* ABOUT THIS TASK: Repeat exactly, please, the lines that begin at the start of the listing and end at the line holding "pub struct HeartbeatManager".

*** Opening of RECORDS SUPPLIED ***

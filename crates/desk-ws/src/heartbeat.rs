//! Heartbeat and liveness tracking for the engine link.
//!
//! While the link is open a ping is sent every `interval`, and a rolling
//! liveness deadline of `interval + grace` is kept. Any inbound frame pushes
//! the deadline out; when it elapses the link is presumed dead.

use desk_core::{Scheduler, Timer};
use std::time::Duration;
use tracing::debug;

/// Heartbeat manager for link health.
#[derive(Debug)]
pub struct HeartbeatManager {
    /// How often to send a ping.
    interval: Duration,
    /// Extra slack on top of `interval` before the link is presumed dead.
    grace: Duration,
    /// Pings sent on the current link.
    pings_sent: u64,
}

impl HeartbeatManager {
    pub fn new(interval: Duration, grace: Duration) -> Self {
        Self {
            interval,
            grace,
            pings_sent: 0,
        }
    }

    /// Time without inbound frames after which the link is force-closed.
    pub fn liveness_timeout(&self) -> Duration {
        self.interval + self.grace
    }

    /// Arm the ping and liveness timers for a freshly opened link.
    pub fn start(&mut self, sched: &mut dyn Scheduler) {
        self.pings_sent = 0;
        sched.schedule(Timer::Heartbeat, self.interval);
        sched.schedule(Timer::Liveness, self.liveness_timeout());
    }

    /// Disarm both timers.
    pub fn stop(&mut self, sched: &mut dyn Scheduler) {
        sched.cancel(Timer::Heartbeat);
        sched.cancel(Timer::Liveness);
    }

    /// Any inbound frame: push the liveness deadline out.
    pub fn record_message(&mut self, sched: &mut dyn Scheduler) {
        sched.schedule(Timer::Liveness, self.liveness_timeout());
    }

    /// A ping went out: arm the next one.
    pub fn record_ping(&mut self, sched: &mut dyn Scheduler) {
        self.pings_sent += 1;
        sched.schedule(Timer::Heartbeat, self.interval);
        debug!(pings_sent = self.pings_sent, "Sent heartbeat ping");
    }

    /// Pings sent since the link opened.
    pub fn pings_sent(&self) -> u64 {
        self.pings_sent
    }
}

#[cfg(test)]
mod tests {
    use super::*;
    use desk_core::ManualScheduler;

    fn manager() -> HeartbeatManager {
        HeartbeatManager::new(Duration::from_secs(25), Duration::from_secs(5))
    }

    #[test]
    fn test_start_arms_both_timers() {
        let mut hb = manager();
        let mut sched = ManualScheduler::new();
        hb.start(&mut sched);
        assert_eq!(sched.deadline(Timer::Heartbeat), Some(Duration::from_secs(25)));
        assert_eq!(sched.deadline(Timer::Liveness), Some(Duration::from_secs(30)));
    }

    #[test]
    fn test_message_pushes_deadline_out() {
        let mut hb = manager();
        let mut sched = ManualScheduler::new();
        hb.start(&mut sched);

        assert!(sched.advance(Duration::from_secs(20)).is_empty());
        hb.record_message(&mut sched);
        assert_eq!(sched.deadline(Timer::Liveness), Some(Duration::from_secs(50)));
    }

    #[test]
    fn test_stop_disarms_timers() {
        let mut hb = manager();
        let mut sched = ManualScheduler::new();
        hb.start(&mut sched);
        hb.stop(&mut sched);
        assert_eq!(sched.pending_count(), 0);
    }

    #[test]
    fn test_record_ping_counts_and_rearms() {
        let mut hb = manager();
        let mut sched = ManualScheduler::new();
        hb.start(&mut sched);
        assert_eq!(sched.advance(Duration::from_secs(25)), vec![Timer::Heartbeat]);
        hb.record_ping(&mut sched);
        assert_eq!(hb.pings_sent(), 1);
        assert_eq!(sched.deadline(Timer::Heartbeat), Some(Duration::from_secs(50)));
    }

    #[test]
    fn test_start_resets_ping_count() {
        let mut hb = manager();
        let mut sched = ManualScheduler::new();
        hb.start(&mut sched);
        hb.record_ping(&mut sched);
        hb.record_ping(&mut sched);
        assert_eq!(hb.pings_sent(), 2);

        hb.stop(&mut sched);
        hb.start(&mut sched);
        assert_eq!(hb.pings_sent(), 0);
    }
}
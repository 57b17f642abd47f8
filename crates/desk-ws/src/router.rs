//! Inbound frame routing.
//!
//! Turns raw text frames into calls on a [`FrameSink`]. Each frame reaches at
//! most one sink method. Liveness replies and unknown tags reach none, and a
//! frame that fails to decode is dropped here so the error never escapes the
//! socket callback path.

use crate::message::{InboundEvent, PositionClosed, StatusPush};
use desk_core::{LogEntry, ProgressUpdate};
use tracing::{debug, warn};

/// Longest frame excerpt included in a decode warning.
const FRAME_EXCERPT_LEN: usize = 256;

/// Targets of routed events.
pub trait FrameSink {
    fn append_log(&mut self, entry: LogEntry);
    fn status_changed(&mut self, status: StatusPush);
    fn progress_updated(&mut self, update: ProgressUpdate);
    fn position_closed(&mut self, patch: PositionClosed);
    fn refresh_positions(&mut self);
}

/// What happened to a routed frame.
#[derive(Debug, Clone, PartialEq, Eq)]
pub enum RouteOutcome {
    /// Delivered to the sink, with the frame tag.
    Dispatched(&'static str),
    /// Liveness reply, dropped.
    Liveness,
    /// Unknown tag, ignored.
    Ignored(String),
    /// Could not be decoded, dropped.
    Malformed(String),
}

impl RouteOutcome {
    /// Label for metrics.
    pub fn label(&self) -> &str {
        match self {
            Self::Dispatched(tag) => tag,
            Self::Liveness => "pong",
            Self::Ignored(_) => "unknown",
            Self::Malformed(_) => "malformed",
        }
    }
}

/// Frame router with simple counters.
#[derive(Debug, Default)]
pub struct EventRouter {
    dispatched: u64,
    dropped: u64,
}

impl EventRouter {
    pub fn new() -> Self {
        Self::default()
    }

    /// Decode `text` and dispatch it to `sink`.
    pub fn route(&mut self, text: &str, sink: &mut dyn FrameSink) -> RouteOutcome {
        let event = match InboundEvent::decode(text) {
            Ok(event) => event,
            Err(e) => {
                self.dropped += 1;
                warn!(error = %e, frame = %excerpt(text), "Dropping malformed frame");
                return RouteOutcome::Malformed(e.to_string());
            }
        };

        let tag = match event {
            InboundEvent::Pong => return RouteOutcome::Liveness,
            InboundEvent::Unknown(tag) => {
                debug!(%tag, "Ignoring frame with unknown tag");
                return RouteOutcome::Ignored(tag);
            }
            InboundEvent::Log(entry) => {
                sink.append_log(entry);
                "log"
            }
            InboundEvent::Status(status) => {
                sink.status_changed(status);
                "status"
            }
            InboundEvent::Progress(update) => {
                sink.progress_updated(update);
                "progress_update"
            }
            InboundEvent::PositionClosed(patch) => {
                sink.position_closed(patch);
                "position_closed"
            }
            InboundEvent::RefreshPositions => {
                sink.refresh_positions();
                "refresh_positions"
            }
        };

        self.dispatched += 1;
        RouteOutcome::Dispatched(tag)
    }

    /// Frames delivered to a sink so far.
    pub fn dispatched(&self) -> u64 {
        self.dispatched
    }

    /// Frames dropped as malformed so far.
    pub fn dropped(&self) -> u64 {
        self.dropped
    }
}

fn excerpt(text: &str) -> &str {
    match text.char_indices().nth(FRAME_EXCERPT_LEN) {
        Some((idx, _)) => &text[..idx],
        None => text,
    }
}
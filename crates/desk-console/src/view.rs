//! Plain-text rendering of the mirrors for the operator terminal.

use desk_core::{ConnectionState, LogEntry, PositionSide, ProgressSnapshot, StatusSnapshot};
use desk_state::{Mirrors, PositionMirror};
use std::fmt::Write;

const BAR_WIDTH: usize = 30;

/// Status line, progress bar and link state.
pub fn status(mirrors: &Mirrors, link: ConnectionState) -> String {
    let mut out = String::new();
    let snapshot: &StatusSnapshot = mirrors.status.snapshot();
    let _ = writeln!(
        out,
        "[{}] {} (running: {}, stopping: {}, link: {link})",
        mirrors.status.severity(),
        snapshot.message,
        snapshot.is_running,
        snapshot.is_stopping,
    );
    if let Some(line) = progress(mirrors.progress.snapshot()) {
        let _ = writeln!(out, "{line}");
    }
    out
}

/// Progress bar, `None` when hidden.
pub fn progress(snapshot: &ProgressSnapshot) -> Option<String> {
    if !snapshot.visible {
        return None;
    }
    let fraction = snapshot.fraction().unwrap_or(0.0);
    let filled = ((fraction * BAR_WIDTH as f64).round() as usize).min(BAR_WIDTH);
    Some(format!(
        "{} [{}{}] {}/{} ok, {} failed{}",
        snapshot.task_name,
        "#".repeat(filled),
        "-".repeat(BAR_WIDTH - filled),
        snapshot.success_count,
        snapshot.total,
        snapshot.failed_count,
        if snapshot.is_final { " (done)" } else { "" },
    ))
}

/// Position table with per-side totals.
pub fn positions(mirror: &PositionMirror) -> String {
    let mut out = String::new();
    if mirror.is_loading() {
        let _ = writeln!(out, "(loading)");
    }
    if mirror.is_empty() {
        let _ = writeln!(out, "No open positions.");
        return out;
    }

    let _ = writeln!(
        out,
        "  {:<20} {:<6} {:>14} {:>14} {:>12} {:>8}",
        "symbol", "side", "contracts", "notional", "pnl", "pnl%"
    );
    for position in mirror.positions() {
        let marker = if mirror.is_selected(&position.full_symbol) {
            '*'
        } else {
            ' '
        };
        let _ = writeln!(
            out,
            "{marker} {:<20} {:<6} {:>14} {:>14} {:>12} {:>8}",
            position.full_symbol,
            position.side.as_str(),
            position.contracts.round_dp(6),
            position.notional.round_dp(2),
            position.pnl.round_dp(2),
            position.pnl_percentage.round_dp(2),
        );
    }
    for side in [PositionSide::Long, PositionSide::Short] {
        let _ = writeln!(
            out,
            "{side}: {} positions, notional {}, pnl {}",
            mirror.by_side(side).count(),
            mirror.notional(side).round_dp(2),
            mirror.pnl(side).round_dp(2),
        );
    }
    let _ = writeln!(out, "total pnl {}", mirror.total_pnl().round_dp(2));
    out
}

/// Latest `limit` log entries, newest first.
pub fn log<'a>(entries: impl Iterator<Item = &'a LogEntry>, limit: usize) -> String {
    let mut out = String::new();
    for entry in entries.take(limit) {
        let _ = writeln!(out, "{} [{}] {}", entry.timestamp, entry.level, entry.message);
    }
    out
}

#[cfg(test)]
mod tests {
    use super::*;
    use desk_core::Position;
    use rust_decimal_macros::dec;

    #[test]
    fn test_hidden_progress_renders_nothing() {
        assert!(progress(&ProgressSnapshot::default()).is_none());
    }

    #[test]
    fn test_progress_bar() {
        let mut snapshot = ProgressSnapshot::seeded("Open positions", 4);
        snapshot.success_count = 2;
        let line = progress(&snapshot).unwrap();
        assert!(line.starts_with("Open positions ["));
        assert!(line.contains("2/4 ok"));
        assert_eq!(line.matches('#').count(), BAR_WIDTH / 2);
    }

    #[test]
    fn test_positions_table_marks_selection() {
        let mut mirror = PositionMirror::new();
        mirror.replace_all(vec![Position {
            symbol: "BTC".to_string(),
            full_symbol: "BTC/USDT:USDT".to_string(),
            side: PositionSide::Long,
            contracts: dec!(0.5),
            notional: dec!(30000),
            pnl: dec!(12.5),
            pnl_percentage: dec!(0.04),
            entry_price: dec!(60000),
            mark_price: dec!(60025),
        }]);
        mirror.select("BTC/USDT:USDT");
        let table = positions(&mirror);
        assert!(table.contains("* BTC/USDT:USDT"));
        assert!(table.contains("long: 1 positions"));
        assert!(table.contains("total pnl 12.5"));
    }

    #[test]
    fn test_log_limit() {
        let entries = [
            LogEntry::info("one"),
            LogEntry::warning("two"),
            LogEntry::error("three"),
        ];
        let text = log(entries.iter(), 2);
        assert_eq!(text.lines().count(), 2);
        assert!(text.contains("[warning] two"));
    }
}
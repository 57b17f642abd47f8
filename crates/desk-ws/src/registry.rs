//! Named connection manager slots.
//!
//! Connection managers are only ever obtained through a [`LinkRegistry`].
//! Creating a slot that already exists returns the existing manager, and
//! replacing or removing a slot disconnects the previous manager first, so a
//! reload can never leave two live links (and two reconnect timers) behind.

use crate::connection::ConnectionManager;
use crate::socket::Connector;
use desk_core::Scheduler;
use std::collections::HashMap;
use tracing::info;

/// Slot name of the engine event stream.
pub const ENGINE_LINK: &str = "engine";

/// Registry of connection managers keyed by name.
pub struct LinkRegistry<C: Connector> {
    slots: HashMap<String, ConnectionManager<C>>,
}

impl<C: Connector> Default for LinkRegistry<C> {
    fn default() -> Self {
        Self {
            slots: HashMap::new(),
        }
    }
}

impl<C: Connector> LinkRegistry<C> {
    pub fn new() -> Self {
        Self::default()
    }

    /// Return the manager in `key`, creating it with `make` when empty.
    pub fn get_or_create<F>(&mut self, key: &str, make: F) -> &mut ConnectionManager<C>
    where
        F: FnOnce() -> ConnectionManager<C>,
    {
        self.slots.entry(key.to_string()).or_insert_with(|| {
            info!(slot = key, "Creating link manager");
            make()
        })
    }

    pub fn get(&self, key: &str) -> Option<&ConnectionManager<C>> {
        self.slots.get(key)
    }

    pub fn get_mut(&mut self, key: &str) -> Option<&mut ConnectionManager<C>> {
        self.slots.get_mut(key)
    }

    /// Disconnect and drop the manager in `key`. Returns whether one existed.
    pub fn teardown(&mut self, key: &str, sched: &mut dyn Scheduler) -> bool {
        match self.slots.remove(key) {
            Some(mut previous) => {
                previous.disconnect(sched);
                info!(slot = key, "Link manager torn down");
                true
            }
            None => false,
        }
    }

    /// Install `manager` in `key`, tearing down any previous occupant first.
    pub fn replace(
        &mut self,
        key: &str,
        sched: &mut dyn Scheduler,
        manager: ConnectionManager<C>,
    ) -> &mut ConnectionManager<C> {
        self.teardown(key, sched);
        self.get_or_create(key, || manager)
    }

    /// Tear down every slot.
    pub fn teardown_all(&mut self, sched: &mut dyn Scheduler) {
        let keys: Vec<String> = self.slots.keys().cloned().collect();
        for key in keys {
            self.teardown(&key, sched);
        }
    }

    pub fn len(&self) -> usize {
        self.slots.len()
    }

    pub fn is_empty(&self) -> bool {
        self.slots.is_empty()
    }
}
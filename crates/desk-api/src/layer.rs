//! Request layer contract.
//!
//! Every call is fire-and-forget: it returns immediately and its completion
//! arrives later as an [`ApiReply`] on the channel the implementation was
//! built with. The console never awaits a call inline.

use crate::types::ApiCall;
use desk_core::TaskSubmission;
use parking_lot::Mutex;
use serde_json::{Map, Value};
use std::sync::Arc;

#[cfg(test)]
use mockall::automock;

/// Outbound calls the console makes against the engine.
#[cfg_attr(test, automock)]
pub trait RequestLayer: Send {
    /// `GET /api/positions`, replied with [`crate::ApiReply::Positions`].
    fn fetch_positions(&self);

    /// `GET /api/settings`, replied with [`crate::ApiReply::Settings`].
    fn fetch_settings(&self);

    /// `POST /api/settings` with the complete snapshot.
    fn save_settings(&self, snapshot: Map<String, Value>);

    /// `POST` the submission payload to its endpoint.
    fn submit_task(&self, submission: TaskSubmission);

    /// `POST /api/trading/stop`.
    fn request_stop(&self);

    /// `GET /api/status`, used once at startup to resynchronize.
    fn fetch_status(&self);
}

/// Request layer that records calls instead of sending them.
///
/// Clones share the same record. Replies are fed back by the test.
#[derive(Debug, Clone, Default)]
pub struct RecordingRequestLayer {
    calls: Arc<Mutex<Vec<ApiCall>>>,
}

impl RecordingRequestLayer {
    pub fn new() -> Self {
        Self::default()
    }

    /// Every call so far, in order.
    pub fn calls(&self) -> Vec<ApiCall> {
        self.calls.lock().clone()
    }

    /// Remove and return every call so far.
    pub fn take_calls(&self) -> Vec<ApiCall> {
        std::mem::take(&mut *self.calls.lock())
    }

    /// Task submissions so far.
    pub fn submissions(&self) -> Vec<TaskSubmission> {
        self.calls
            .lock()
            .iter()
            .filter_map(|call| match call {
                ApiCall::SubmitTask(sub) => Some(sub.clone()),
                _ => None,
            })
            .collect()
    }

    /// Settings snapshots saved so far.
    pub fn saves(&self) -> Vec<Map<String, Value>> {
        self.calls
            .lock()
            .iter()
            .filter_map(|call| match call {
                ApiCall::SaveSettings(snapshot) => Some(snapshot.clone()),
                _ => None,
            })
            .collect()
    }

    fn record(&self, call: ApiCall) {
        self.calls.lock().push(call);
    }
}

impl RequestLayer for RecordingRequestLayer {
    fn fetch_positions(&self) {
        self.record(ApiCall::FetchPositions);
    }

    fn fetch_settings(&self) {
        self.record(ApiCall::FetchSettings);
    }

    fn save_settings(&self, snapshot: Map<String, Value>) {
        self.record(ApiCall::SaveSettings(snapshot));
    }

    fn submit_task(&self, submission: TaskSubmission) {
        self.record(ApiCall::SubmitTask(submission));
    }

    fn request_stop(&self) {
        self.record(ApiCall::RequestStop);
    }

    fn fetch_status(&self) {
        self.record(ApiCall::FetchStatus);
    }
}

*** Close of RECORDS SUPPLIED ***

* EXERCISE OUTPUT:
filename crates/desk-ws/src/heartbeat.rs
//! Heartbeat and liveness tracking for the engine link.
//!
//! While the link is open a ping is sent every `interval`, and a rolling
//! liveness deadline of `interval + grace` is kept. Any inbound frame pushes
//! the deadline out; when it elapses the link is presumed dead.

use desk_core::{Scheduler, Timer};
use std::time::Duration;
use tracing::debug;

/// Heartbeat manager for link health.
#[derive(Debug)]
pub struct HeartbeatManager {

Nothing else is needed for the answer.